Wednesday, April 24, 2013

[Advanced] Good Design Is Good Business (3)

If Design Leads, Then Relentless Innovation Is the Norm
The main question remaining for VCs and old-line companies alike is whether design can deliver a sustainable edge. There’s reason to think that it can. Unlike a few more features or marginal increases in computing speed, a better user experience can mean everything. When Path, today’s most elegantly designed social networking app, launched in November 2010, it was quirky, textured, and a little bit too complicated. The second version, released a year later, cut the core interactions down to one simple screen and had plenty of lively touches.

Its present valuation, rumored to be about $250 million, has less to do with users than the user experience Path has created.

A reliance on design-driven innovation poses a challenge for the companies that live by it: You can’t easily patent how something looks, or the feel of a user interface. Features, subtleties, and finishes spawn imitators with unprecedented speed. That means that design-led companies must innovate constantly to maintain their edge.

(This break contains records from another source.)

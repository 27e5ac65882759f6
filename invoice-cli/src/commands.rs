use anyhow::{bail, Context, Result};
use chrono::Local;
use comfy_table::{presets::UTF8_FULL, Cell, ContentArrangement, Table};
use invoice_core::store::{new_profile_id, new_template_id};
use invoice_core::{
    ensure_deletable, invoice_file_name, month_bounds_from, parse_invoice_number, render_invoice_with, AssemblyError,
    BankDetails, ClientInfo, ClientTemplate, Config, DefaultService, InvoiceDraft, InvoiceStore, MonthBounds, Selection,
    SenderInfo, SenderProfile,
};

use crate::{delivery, prompts, NewArgs};

/// Name accepted on the command line for the configured fallback entry.
const DEFAULT_ENTRY: &str = "default";

pub fn new_invoice(config: &Config, store: &mut impl InvoiceStore, args: &NewArgs) -> Result<()> {
    let profiles = store.list_profiles()?;
    let templates = store.list_templates()?;
    let defaults = &config.defaults;
    let today = Local::now().date_naive();

    let mut draft = InvoiceDraft::initial(&profiles, &templates, defaults, store.last_invoice_number()?);
    if let Some(selection) = args.profile_selection() {
        draft.select_profile(selection, &profiles, defaults)?;
    }
    if let Some(selection) = args.template_selection() {
        draft.select_template(selection, &templates, defaults)?;
    }
    draft.apply_edits(&args.edits());

    let mut invoice_date = args.date.unwrap_or(today);
    let mut period = match (args.period_start, args.period_end) {
        (Some(start), Some(end)) => MonthBounds { start, end },
        _ => month_bounds_from(today, args.month_offset)
            .with_context(|| format!("month offset {} is out of range", args.month_offset))?,
    };

    if args.interactive {
        if let Some(selection) = prompts::choose_profile(&profiles, &draft.profile)? {
            draft.select_profile(selection, &profiles, defaults)?;
        }
        if let Some(selection) = prompts::choose_template(&templates, &draft.template)? {
            draft.select_template(selection, &templates, defaults)?;
        }
        let edits = prompts::review_draft(&draft)?;
        draft.apply_edits(&edits);
        invoice_date = prompts::invoice_date(invoice_date)?;
        period = prompts::billing_month(today, period)?;
    }

    // Snapshots of the reviewed draft; stored only once the invoice is written.
    let new_template = match &args.save_as {
        Some(name) => Some(draft.capture_template(new_template_id(), name)?),
        None => None,
    };
    let new_profile = match &args.save_profile_as {
        Some(name) => Some(draft.capture_profile(new_profile_id(), name)?),
        None => None,
    };

    let invoice = draft.finish(invoice_date, period.start, period.end)?;
    let options = config.layout_options()?;
    let bytes = render_invoice_with(&invoice, &options)?;

    let dir = match &args.output_dir {
        Some(dir) => dir.clone(),
        None => config.output_dir()?,
    };
    let file_name = invoice_file_name(&invoice.invoice_number, &invoice.client.name);
    let path = delivery::write_invoice(&dir, &file_name, &bytes)?;

    if let Some(number) = parse_invoice_number(&invoice.invoice_number) {
        store.set_last_invoice_number(number)?;
    }
    if let Some(template) = new_template {
        println!("Saved template {} ({})", template.name, template.id);
        store.save_template(template)?;
    }
    if let Some(profile) = new_profile {
        println!("Saved profile {} ({})", profile.name, profile.id);
        store.save_profile(profile)?;
    }
    println!("{}", path.display());

    if config.open_after_write && !args.no_open {
        delivery::open(&path);
    }
    Ok(())
}

fn table(header: &[&str]) -> Table {
    let mut table = Table::new();
    table
        .load_preset(UTF8_FULL)
        .set_content_arrangement(ContentArrangement::Dynamic)
        .set_header(header.iter().map(|h| Cell::new(*h)).collect::<Vec<_>>());
    table
}

pub fn list_profiles(store: &impl InvoiceStore) -> Result<()> {
    let profiles = store.list_profiles()?;
    if profiles.is_empty() {
        println!("No sender profiles yet. Add one with `invoice profile add`.");
        return Ok(());
    }
    let mut table = table(&["ID", "Name", "Email", "IBAN", "EVM"]);
    for profile in &profiles {
        table.add_row(vec![
            profile.id.as_str(),
            profile.name.as_str(),
            profile.sender.email.as_str(),
            profile.bank_details.iban.as_str(),
            profile.evm_address.as_deref().unwrap_or("-"),
        ]);
    }
    println!("{table}");
    Ok(())
}

pub fn list_templates(store: &impl InvoiceStore) -> Result<()> {
    let templates = store.list_templates()?;
    if templates.is_empty() {
        println!("No client templates yet. Add one with `invoice template add`.");
        return Ok(());
    }
    let mut table = table(&["ID", "Client", "Service", "Price"]);
    for template in &templates {
        table.add_row(vec![
            template.id.as_str(),
            template.name.as_str(),
            template.service.description.as_str(),
            template.service.price.as_str(),
        ]);
    }
    println!("{table}");
    Ok(())
}

pub fn add_profile(store: &mut impl InvoiceStore) -> Result<()> {
    let (sender, bank_details, evm_address) = prompts::sender_profile_form(None)?;
    let profile = SenderProfile::from_form(new_profile_id(), sender, bank_details, evm_address)?;
    println!("Saved profile {} ({})", profile.name, profile.id);
    store.save_profile(profile)?;
    Ok(())
}

pub fn add_template(store: &mut impl InvoiceStore) -> Result<()> {
    let (client, service) = prompts::client_template_form(None)?;
    let template = ClientTemplate::from_form(new_template_id(), client, service)?;
    println!("Saved template {} ({})", template.name, template.id);
    store.save_template(template)?;
    Ok(())
}

fn find_profile(store: &impl InvoiceStore, id: &str) -> Result<SenderProfile> {
    match store.list_profiles()?.into_iter().find(|p| p.id == id) {
        Some(profile) => Ok(profile),
        None => bail!(AssemblyError::UnknownProfile(id.to_string())),
    }
}

fn find_template(store: &impl InvoiceStore, id: &str) -> Result<ClientTemplate> {
    match store.list_templates()?.into_iter().find(|t| t.id == id) {
        Some(template) => Ok(template),
        None => bail!(AssemblyError::UnknownTemplate(id.to_string())),
    }
}

/// Replace a stored profile's fields, keeping its id and position. A
/// custom name survives; a name that matched the sender follows it.
fn update_profile(
    store: &mut impl InvoiceStore,
    current: SenderProfile,
    sender: SenderInfo,
    bank_details: BankDetails,
    evm_address: Option<String>,
) -> Result<SenderProfile> {
    let custom_name = (current.name != current.sender.name).then_some(current.name);
    let mut profile = SenderProfile::from_form(current.id, sender, bank_details, evm_address)?;
    if let Some(name) = custom_name {
        profile.name = name;
    }
    store.save_profile(profile.clone())?;
    Ok(profile)
}

/// Replace a stored template's fields, keeping its id and position. A
/// custom name survives; a name that matched the client follows it.
fn update_template(
    store: &mut impl InvoiceStore,
    current: ClientTemplate,
    client: ClientInfo,
    service: DefaultService,
) -> Result<ClientTemplate> {
    let custom_name = (current.name != current.client.name).then_some(current.name);
    let mut template = ClientTemplate::from_form(current.id, client, service)?;
    if let Some(name) = custom_name {
        template.name = name;
    }
    store.save_template(template.clone())?;
    Ok(template)
}

pub fn edit_profile(store: &mut impl InvoiceStore, id: &str) -> Result<()> {
    let current = find_profile(store, id)?;
    let (sender, bank_details, evm_address) = prompts::sender_profile_form(Some(&current))?;
    let profile = update_profile(store, current, sender, bank_details, evm_address)?;
    println!("Updated profile {} ({})", profile.name, profile.id);
    Ok(())
}

pub fn edit_template(store: &mut impl InvoiceStore, id: &str) -> Result<()> {
    let current = find_template(store, id)?;
    let (client, service) = prompts::client_template_form(Some(&current))?;
    let template = update_template(store, current, client, service)?;
    println!("Updated template {} ({})", template.name, template.id);
    Ok(())
}

fn selection_for(id: &str) -> Selection {
    if id == DEFAULT_ENTRY {
        Selection::DefaultFallback
    } else {
        Selection::Stored(id.to_string())
    }
}

pub fn remove_profile(store: &mut impl InvoiceStore, id: &str) -> Result<()> {
    let selection = selection_for(id);
    let id = ensure_deletable(&selection)?;
    find_profile(store, id)?;
    store.delete_profile(id)?;
    println!("Removed profile {id}");
    Ok(())
}

pub fn remove_template(store: &mut impl InvoiceStore, id: &str) -> Result<()> {
    let selection = selection_for(id);
    let id = ensure_deletable(&selection)?;
    find_template(store, id)?;
    store.delete_template(id)?;
    println!("Removed template {id}");
    Ok(())
}
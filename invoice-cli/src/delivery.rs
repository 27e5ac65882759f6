use std::fs;
use std::path::{Path, PathBuf};

use anyhow::{Context, Result};

/// Write the finished PDF into `dir`, creating the directory if needed.
/// An existing file with the same name is replaced.
pub fn write_invoice(dir: &Path, file_name: &str, bytes: &[u8]) -> Result<PathBuf> {
    fs::create_dir_all(dir).with_context(|| format!("creating {}", dir.display()))?;
    let path = dir.join(file_name);
    fs::write(&path, bytes).with_context(|| format!("writing {}", path.display()))?;
    tracing::info!(path = %path.display(), bytes = bytes.len(), "invoice written");
    Ok(path)
}

/// Open the file in the default viewer. Failures are logged, not returned.
pub fn open(path: &Path) {
    if let Err(err) = opener::open(path) {
        tracing::warn!(path = %path.display(), error = %err, "could not open invoice");
    }
}

#[cfg(test)]
mod tests {
    use super::*;

    #[test]
    fn creates_missing_directories() {
        let root = tempfile::tempdir().unwrap();
        let dir = root.path().join("nested");
        let path = write_invoice(&dir, "Invoice-1-Acme.pdf", b"%PDF-1.7").unwrap();
        assert_eq!(path, dir.join("Invoice-1-Acme.pdf"));
        assert_eq!(fs::read(&path).unwrap(), b"%PDF-1.7");
    }
}
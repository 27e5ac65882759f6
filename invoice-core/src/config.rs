//! `config.toml`: output locations, rendering switches and the configured
//! defaults used when no stored record is selected.

use std::fs;
use std::io;
use std::path::{Path, PathBuf};

use directories::{BaseDirs, ProjectDirs, UserDirs};
use serde::{Deserialize, Serialize};

use crate::assembly::Defaults;
use crate::error::ConfigError;
use crate::layout::{FontChoice, LayoutOptions};

const QUALIFIER: &str = "com";
const ORGANIZATION: &str = "invoice";
const APPLICATION: &str = "invoice";

/// Paths to the two TrueType programs; both or neither.
#[derive(Debug, Clone, Default, PartialEq, Eq, Serialize, Deserialize)]
#[serde(default)]
pub struct FontPaths {
    #[serde(skip_serializing_if = "Option::is_none")]
    pub regular: Option<PathBuf>,
    #[serde(skip_serializing_if = "Option::is_none")]
    pub bold: Option<PathBuf>,
}

#[derive(Debug, Clone, PartialEq, Eq, Serialize, Deserialize)]
#[serde(default)]
pub struct Config {
    /// Where finished invoices go. Defaults to the download directory.
    #[serde(skip_serializing_if = "Option::is_none")]
    pub output_dir: Option<PathBuf>,
    #[serde(skip_serializing_if = "Option::is_none")]
    pub store_path: Option<PathBuf>,
    pub compress: bool,
    pub open_after_write: bool,
    #[serde(skip_serializing_if = "Option::is_none")]
    pub fonts: Option<FontPaths>,
    pub defaults: Defaults,
}

impl Default for Config {
    fn default() -> Self {
        Config {
            output_dir: None,
            store_path: None,
            compress: false,
            open_after_write: true,
            fonts: None,
            defaults: Defaults::default(),
        }
    }
}

impl Config {
    /// The config written by `config init`: placeholder sender values the
    /// user is expected to edit.
    pub fn sample() -> Self {
        Config {
            defaults: Defaults::placeholder(),
            ..Config::default()
        }
    }

    pub fn default_path() -> Result<PathBuf, ConfigError> {
        Ok(project_dirs()?.config_dir().join("config.toml"))
    }

    /// Load `path`; a missing file yields the built-in defaults.
    pub fn load(path: &Path) -> Result<Self, ConfigError> {
        let raw = match fs::read_to_string(path) {
            Ok(raw) => raw,
            Err(err) if err.kind() == io::ErrorKind::NotFound => {
                tracing::debug!(path = %path.display(), "no config file; using defaults");
                return Ok(Config::default());
            }
            Err(source) => {
                return Err(ConfigError::Io {
                    path: path.to_path_buf(),
                    source,
                })
            }
        };
        let config: Config = toml::from_str(&raw)?;
        if let Some(fonts) = &config.fonts {
            if fonts.regular.is_some() != fonts.bold.is_some() {
                return Err(ConfigError::IncompleteFonts);
            }
        }
        tracing::debug!(path = %path.display(), "config loaded");
        Ok(config)
    }

    /// Write the sample config to `path`, refusing to replace an existing
    /// file unless `force` is set.
    pub fn init(path: &Path, force: bool) -> Result<(), ConfigError> {
        if path.exists() && !force {
            return Err(ConfigError::AlreadyExists(path.to_path_buf()));
        }
        let io_err = |source| ConfigError::Io {
            path: path.to_path_buf(),
            source,
        };
        if let Some(parent) = path.parent().filter(|p| !p.as_os_str().is_empty()) {
            fs::create_dir_all(parent).map_err(io_err)?;
        }
        let body = toml::to_string_pretty(&Config::sample())?;
        fs::write(path, body).map_err(io_err)?;
        tracing::info!(path = %path.display(), "sample config written");
        Ok(())
    }

    pub fn store_path(&self) -> Result<PathBuf, ConfigError> {
        match &self.store_path {
            Some(path) => Ok(expand_home(path)),
            None => Ok(project_dirs()?.data_dir().join("store.json")),
        }
    }

    /// Configured output directory, else the user's download directory,
    /// else the home directory.
    pub fn output_dir(&self) -> Result<PathBuf, ConfigError> {
        if let Some(dir) = &self.output_dir {
            return Ok(expand_home(dir));
        }
        let user_dirs = UserDirs::new().ok_or(ConfigError::NoHomeDirectory)?;
        Ok(user_dirs
            .download_dir()
            .unwrap_or_else(|| user_dirs.home_dir())
            .to_path_buf())
    }

    /// Rendering options, with font programs read from disk.
    pub fn layout_options(&self) -> Result<LayoutOptions, ConfigError> {
        let fonts = match &self.fonts {
            Some(FontPaths {
                regular: Some(regular),
                bold: Some(bold),
            }) => FontChoice::Embedded {
                regular: read_font(regular)?,
                bold: read_font(bold)?,
            },
            Some(FontPaths { regular: None, bold: None }) | None => FontChoice::Builtin,
            Some(_) => return Err(ConfigError::IncompleteFonts),
        };
        Ok(LayoutOptions {
            fonts,
            compress: self.compress,
        })
    }
}

fn project_dirs() -> Result<ProjectDirs, ConfigError> {
    ProjectDirs::from(QUALIFIER, ORGANIZATION, APPLICATION).ok_or(ConfigError::NoHomeDirectory)
}

fn read_font(path: &Path) -> Result<Vec<u8>, ConfigError> {
    let path = expand_home(path);
    fs::read(&path).map_err(|source| ConfigError::Io { path, source })
}

/// Replace a leading `~` with the home directory.
fn expand_home(path: &Path) -> PathBuf {
    let Ok(rest) = path.strip_prefix("~") else {
        return path.to_path_buf();
    };
    match BaseDirs::new() {
        Some(dirs) => dirs.home_dir().join(rest),
        None => path.to_path_buf(),
    }
}
//! Terminal forms for choosing records and reviewing a draft.

use anyhow::Result;
use chrono::NaiveDate;
use inquire::{DateSelect, Select, Text};
use invoice_core::{
    format_date_range_slash, recent_months, BankDetails, ClientInfo, ClientTemplate, DefaultService, DraftEdits,
    InvoiceDraft, MonthBounds, Selection, SenderInfo, SenderProfile,
};

const DEFAULT_SENDER_OPT: &str = "Default sender (from config)";
const MANUAL_CLIENT_OPT: &str = "Manual entry (config defaults)";

/// Pick a stored record or the fallback entry. Returns `None` when there
/// is nothing to choose between.
fn choose<T>(
    message: &str,
    records: &[T],
    label: impl Fn(&T) -> String,
    id: impl Fn(&T) -> &str,
    fallback: &str,
    current: &Selection,
) -> Result<Option<Selection>> {
    if records.is_empty() {
        return Ok(None);
    }
    let mut options: Vec<String> = records.iter().map(&label).collect();
    options.push(fallback.to_string());
    let cursor = match current {
        Selection::Stored(current_id) => records.iter().position(|r| id(r) == current_id).unwrap_or(0),
        Selection::DefaultFallback => records.len(),
    };
    let answer = Select::new(message, options).with_starting_cursor(cursor).raw_prompt()?;
    Ok(Some(match records.get(answer.index) {
        Some(record) => Selection::Stored(id(record).to_string()),
        None => Selection::DefaultFallback,
    }))
}

pub fn choose_profile(profiles: &[SenderProfile], current: &Selection) -> Result<Option<Selection>> {
    choose(
        "Sender profile:",
        profiles,
        |p| format!("{} <{}>", p.name, p.sender.email),
        |p| p.id.as_str(),
        DEFAULT_SENDER_OPT,
        current,
    )
}

pub fn choose_template(templates: &[ClientTemplate], current: &Selection) -> Result<Option<Selection>> {
    choose(
        "Client template:",
        templates,
        |t| format!("{} ({} {})", t.name, t.service.description, t.service.price),
        |t| t.id.as_str(),
        MANUAL_CLIENT_OPT,
        current,
    )
}

fn ask(message: &str, default: &str) -> Result<String> {
    Ok(Text::new(message).with_default(default).prompt()?)
}

fn ask_required(message: &str, default: &str) -> Result<String> {
    loop {
        let answer = ask(message, default)?;
        if !answer.trim().is_empty() {
            return Ok(answer);
        }
        eprintln!("A value is required.");
    }
}

/// Every editable field, pre-filled with the draft's current value.
pub fn review_draft(draft: &InvoiceDraft) -> Result<DraftEdits> {
    Ok(DraftEdits {
        invoice_number: Some(ask("Invoice number:", &draft.invoice_number)?),
        client_name: Some(ask_required("Client name:", &draft.client.name)?),
        address_line1: Some(ask("Address line 1:", &draft.client.address_line1)?),
        address_line2: Some(ask("Address line 2:", &draft.client.address_line2)?),
        address_line3: Some(ask(
            "Address line 3 (optional):",
            draft.client.address_line3.as_deref().unwrap_or_default(),
        )?),
        service_description: Some(ask("Service description:", &draft.service_description)?),
        price: Some(ask("Price:", &draft.price)?),
        evm_address: Some(ask(
            "EVM address (optional):",
            draft.evm_address.as_deref().unwrap_or_default(),
        )?),
    })
}

pub fn invoice_date(default: NaiveDate) -> Result<NaiveDate> {
    Ok(DateSelect::new("Invoice date:").with_default(default).prompt()?)
}

/// Entries for the billing-period picker and the index to start on. A
/// period outside the last twelve months is offered first as-is.
fn period_choices(today: NaiveDate, current: MonthBounds) -> (Vec<(String, MonthBounds)>, usize) {
    let mut months = recent_months(today, 12);
    match months.iter().position(|(_, bounds)| *bounds == current) {
        Some(index) => (months, index),
        None => {
            let label = format!("Keep {}", format_date_range_slash(current.start, current.end));
            months.insert(0, (label, current));
            (months, 0)
        }
    }
}

/// The current month and the eleven before it, newest first, starting on
/// `current`.
pub fn billing_month(today: NaiveDate, current: MonthBounds) -> Result<MonthBounds> {
    let (months, cursor) = period_choices(today, current);
    let labels = months.iter().map(|(label, _)| label.clone()).collect();
    let answer = Select::new("Billing period:", labels)
        .with_starting_cursor(cursor)
        .raw_prompt()?;
    Ok(months[answer.index].1)
}

/// Sender and bank fields, pre-filled from `current` when editing.
pub fn sender_profile_form(current: Option<&SenderProfile>) -> Result<(SenderInfo, BankDetails, Option<String>)> {
    let (sender, bank, evm) = match current {
        Some(p) => (p.sender.clone(), p.bank_details.clone(), p.evm_address.clone()),
        None => (SenderInfo::default(), BankDetails::default(), None),
    };
    let sender = SenderInfo {
        name: ask_required("Your name:", &sender.name)?,
        country: ask("Country:", &sender.country)?,
        city: ask("City:", &sender.city)?,
        address: ask("Street address:", &sender.address)?,
        email: ask("Email:", &sender.email)?,
        phone: ask("Phone:", &sender.phone)?,
    };
    let bank_details = BankDetails {
        bank_name: ask("Bank name:", &bank.bank_name)?,
        bank_address: ask("Bank address:", &bank.bank_address)?,
        beneficiary_name: ask("Beneficiary name (blank = your name):", &bank.beneficiary_name)?,
        beneficiary_address: ask("Beneficiary address (blank = city, country):", &bank.beneficiary_address)?,
        iban: ask("IBAN:", &bank.iban)?,
        swift_bic: ask("SWIFT/BIC:", &bank.swift_bic)?,
    };
    let evm_address = Some(ask("EVM address (optional):", evm.as_deref().unwrap_or_default())?);
    Ok((sender, bank_details, evm_address))
}

pub fn client_template_form(current: Option<&ClientTemplate>) -> Result<(ClientInfo, DefaultService)> {
    let (client, service) = match current {
        Some(t) => (t.client.clone(), t.service.clone()),
        None => (ClientInfo::default(), DefaultService::default()),
    };
    let client = ClientInfo {
        name: ask_required("Client name:", &client.name)?,
        address_line1: ask("Address line 1:", &client.address_line1)?,
        address_line2: ask("Address line 2:", &client.address_line2)?,
        address_line3: Some(ask(
            "Address line 3 (optional):",
            client.address_line3.as_deref().unwrap_or_default(),
        )?),
    };
    let service = DefaultService {
        description: ask("Default service description:", &service.description)?,
        price: ask("Default price:", &service.price)?,
    };
    Ok((client, service))
}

Design isn’t being looked at as a solution to only business problems. Its practitioners are now taking up roles that used to be dominated by not-for-profits and governments, seeking new ways to raise the fortunes of the developing world. In our first Innovation by Design Awards, projects such as the Embrace Infant Warmer, a low-cost incubator, and the BioLite CampStove, a hyper-fuel-efficient cooking device, aim to significantly improve and even save the lives of people in poor countries with little modern infrastructure.

What everything in this issue shares is a motivating ethos that Watson also hinted at during his Wharton speech, just before the quote that everyone knows. "We are convinced," he said, "that good design can materially help make a good product reach its full potential." Replace product with business. Or even person. In every instance, the wisdom rings true.